Exercise goal ▸ In the records below, find every line with the word "RegionTranscoder" and copy it.
##### Excerpted data
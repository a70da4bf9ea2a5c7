//! Whole-region scheme conversion
//!
//! Every present chunk is decoded, converted to the target scheme and
//! re-framed. Blocks are laid out contiguously in slot order straight after
//! the header, so the output never has gaps regardless of the input layout.

use std::collections::BTreeMap;
use std::io::Write;

use bytes::Bytes;
use futures::stream::{self, StreamExt};
use serde::Serialize;
use tracing::{debug, info};

use super::header::{HeaderTable, LocationEntry, Slot};
use super::reader::ContainerReader;
use super::{
    index_to_coordinate, HEADER_SIZE, MAX_SECTOR_COUNT, MAX_SECTOR_OFFSET, SECTOR_SIZE, SLOT_COUNT,
};
use crate::chunk::{self, CompressionScheme};
use crate::config::{TranscodeConfig, DEFAULT_COMPRESSION_LEVEL};
use crate::error::{Error, Result};

/// Decode one stored block and re-frame its payload under `target`
fn convert_block(index: usize, block: &[u8], target: u8, level: u32) -> Result<Vec<u8>> {
    let (scheme, payload) = chunk::decode_block(block)?;
    let converted = chunk::transcode(scheme, payload, target, level)?;
    let encoded = chunk::encode_block(target, &converted)?;

    let (x, z) = index_to_coordinate(index);
    debug!(
        "Chunk ({}, {}): scheme {} -> {}, {} -> {} payload bytes",
        x,
        z,
        scheme,
        target,
        payload.len(),
        converted.len()
    );
    Ok(encoded)
}

/// Builds the output container one block at a time
///
/// The chunk-data buffer must stay sector aligned between appends; the
/// location of each block is derived from the buffer length at that point.
struct RegionAssembler {
    header: HeaderTable,
    data: Vec<u8>,
}

impl RegionAssembler {
    fn new() -> Self {
        RegionAssembler {
            header: HeaderTable::empty(),
            data: Vec::new(),
        }
    }

    fn check_aligned(&self) -> Result<()> {
        if self.data.len() % SECTOR_SIZE != 0 {
            return Err(Error::Internal(format!(
                "chunk data misaligned: {} bytes is not a multiple of {}",
                self.data.len(),
                SECTOR_SIZE
            )));
        }
        Ok(())
    }

    fn push_absent(&mut self, index: usize, timestamp: u32) {
        self.header.set(index, LocationEntry::ABSENT, timestamp);
    }

    fn push_block(&mut self, index: usize, block: Vec<u8>, timestamp: u32) -> Result<()> {
        self.check_aligned()?;

        let start = self.data.len();
        let sector_offset = (HEADER_SIZE + start) / SECTOR_SIZE;
        let sector_count = block.len() / SECTOR_SIZE;

        if sector_offset > MAX_SECTOR_OFFSET {
            return Err(Error::RegionTooLarge(sector_offset));
        }
        if sector_count > MAX_SECTOR_COUNT {
            let (x, z) = index_to_coordinate(index);
            return Err(Error::ChunkTooLarge {
                x,
                z,
                sectors: sector_count,
            });
        }

        self.data.extend_from_slice(&block);
        self.check_aligned()?;

        self.header.set(
            index,
            LocationEntry::new(sector_offset as u32, sector_count as u8),
            timestamp,
        );
        Ok(())
    }

    fn finish(self) -> Vec<u8> {
        let mut out = self.header.to_bytes();
        out.reserve(self.data.len());
        out.extend_from_slice(&self.data);
        out
    }
}

/// Converts every chunk of a region to one compression scheme
#[derive(Debug, Clone)]
pub struct RegionTranscoder {
    compression_level: u32,
}

impl Default for RegionTranscoder {
    fn default() -> Self {
        Self::new(DEFAULT_COMPRESSION_LEVEL)
    }
}

impl RegionTranscoder {
    /// Create a transcoder using the given zlib level for compression
    pub fn new(compression_level: u32) -> Self {
        RegionTranscoder { compression_level }
    }

    /// Create a transcoder from the `transcode` config section
    pub fn from_config(config: &TranscodeConfig) -> Self {
        Self::new(config.compression_level)
    }

    /// Rewrite every chunk uncompressed (scheme 3)
    pub fn decompress<R: ContainerReader + ?Sized>(&self, reader: &mut R) -> Result<Vec<u8>> {
        self.transcode(reader, CompressionScheme::Raw)
    }

    /// Rewrite every chunk zlib-compressed (scheme 2)
    pub fn compress<R: ContainerReader + ?Sized>(&self, reader: &mut R) -> Result<Vec<u8>> {
        self.transcode(reader, CompressionScheme::Zlib)
    }

    /// Build a new container with every present chunk in `target`
    ///
    /// Any error aborts the whole conversion; no chunk is skipped.
    pub fn transcode<R: ContainerReader + ?Sized>(
        &self,
        reader: &mut R,
        target: CompressionScheme,
    ) -> Result<Vec<u8>> {
        let header = HeaderTable::parse(reader)?;
        let mut assembler = RegionAssembler::new();
        let mut converted = 0usize;

        for index in 0..SLOT_COUNT {
            match header.slot(index)? {
                Slot::Absent => assembler.push_absent(index, header.timestamp(index)),
                Slot::Present {
                    location,
                    timestamp,
                } => {
                    let block = reader.read_bytes(location.byte_offset(), location.byte_len())?;
                    let encoded =
                        convert_block(index, &block, target.id(), self.compression_level)?;
                    assembler.push_block(index, encoded, timestamp)?;
                    converted += 1;
                }
            }
        }

        let out = assembler.finish();
        info!(
            "Transcoded {} chunks to {}: {} -> {} bytes",
            converted,
            target,
            reader.len(),
            out.len()
        );
        Ok(out)
    }

    /// Transcode and write the finished container to `sink`
    ///
    /// Nothing reaches the sink unless the whole conversion succeeds.
    pub fn transcode_to<R, W>(
        &self,
        reader: &mut R,
        target: CompressionScheme,
        sink: &mut W,
    ) -> Result<u64>
    where
        R: ContainerReader + ?Sized,
        W: Write + ?Sized,
    {
        let out = self.transcode(reader, target)?;
        sink.write_all(&out)?;
        sink.flush()?;
        Ok(out.len() as u64)
    }

    /// Same output as [`transcode`](Self::transcode), with chunk conversion
    /// spread over up to `workers` blocking tasks
    ///
    /// Blocks are read sequentially, converted concurrently, and appended
    /// in slot order as results arrive in submission order.
    pub async fn transcode_concurrent<R: ContainerReader + ?Sized>(
        &self,
        reader: &mut R,
        target: CompressionScheme,
        workers: usize,
    ) -> Result<Vec<u8>> {
        let header = HeaderTable::parse(reader)?;

        let mut pending: Vec<(usize, u32, Bytes)> = Vec::with_capacity(header.present_count());
        for index in 0..SLOT_COUNT {
            if let Slot::Present {
                location,
                timestamp,
            } = header.slot(index)?
            {
                let block = reader.read_bytes(location.byte_offset(), location.byte_len())?;
                pending.push((index, timestamp, block));
            }
        }

        let chunk_count = pending.len();
        let level = self.compression_level;
        let target_id = target.id();

        let tasks = pending
            .into_iter()
            .map(move |(index, timestamp, block)| async move {
                let encoded = tokio::task::spawn_blocking(move || {
                    convert_block(index, &block, target_id, level)
                })
                .await
                .map_err(|e| Error::Internal(format!("transcode worker failed: {}", e)))??;
                Ok::<_, Error>((index, timestamp, encoded))
            });
        let mut results = stream::iter(tasks).buffered(workers.max(1));

        let mut assembler = RegionAssembler::new();
        while let Some(result) = results.next().await {
            let (index, timestamp, block) = result?;
            assembler.push_block(index, block, timestamp)?;
        }

        let out = assembler.finish();
        info!(
            "Transcoded {} chunks to {} with {} workers: {} -> {} bytes",
            chunk_count,
            target,
            workers.max(1),
            reader.len(),
            out.len()
        );
        Ok(out)
    }
}

/// Summary of a region's contents
#[derive(Debug, Clone, Default, PartialEq, Eq, Serialize)]
pub struct RegionStats {
    /// Container length in bytes
    pub container_len: u64,
    /// Slots holding a chunk
    pub present: usize,
    /// Empty slots
    pub absent: usize,
    /// Chunk count per scheme byte
    pub schemes: BTreeMap<u8, usize>,
    /// Sectors referenced by all location entries
    pub sectors: usize,
}

/// Parse the header and every block's framing without converting anything
pub fn inspect<R: ContainerReader + ?Sized>(reader: &mut R) -> Result<RegionStats> {
    let header = HeaderTable::parse(reader)?;
    let mut stats = RegionStats {
        container_len: reader.len(),
        ..Default::default()
    };

    for index in 0..SLOT_COUNT {
        match header.slot(index)? {
            Slot::Absent => stats.absent += 1,
            Slot::Present { location, .. } => {
                let block = reader.read_bytes(location.byte_offset(), location.byte_len())?;
                let (scheme, _) = chunk::decode_block(&block)?;
                *stats.schemes.entry(scheme).or_default() += 1;
                stats.present += 1;
                stats.sectors += location.sector_count as usize;
            }
        }
    }

    Ok(stats)
}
##########
The answer ▸
pub struct RegionTranscoder {
impl Default for RegionTranscoder {
impl RegionTranscoder {
        RegionTranscoder { compression_level }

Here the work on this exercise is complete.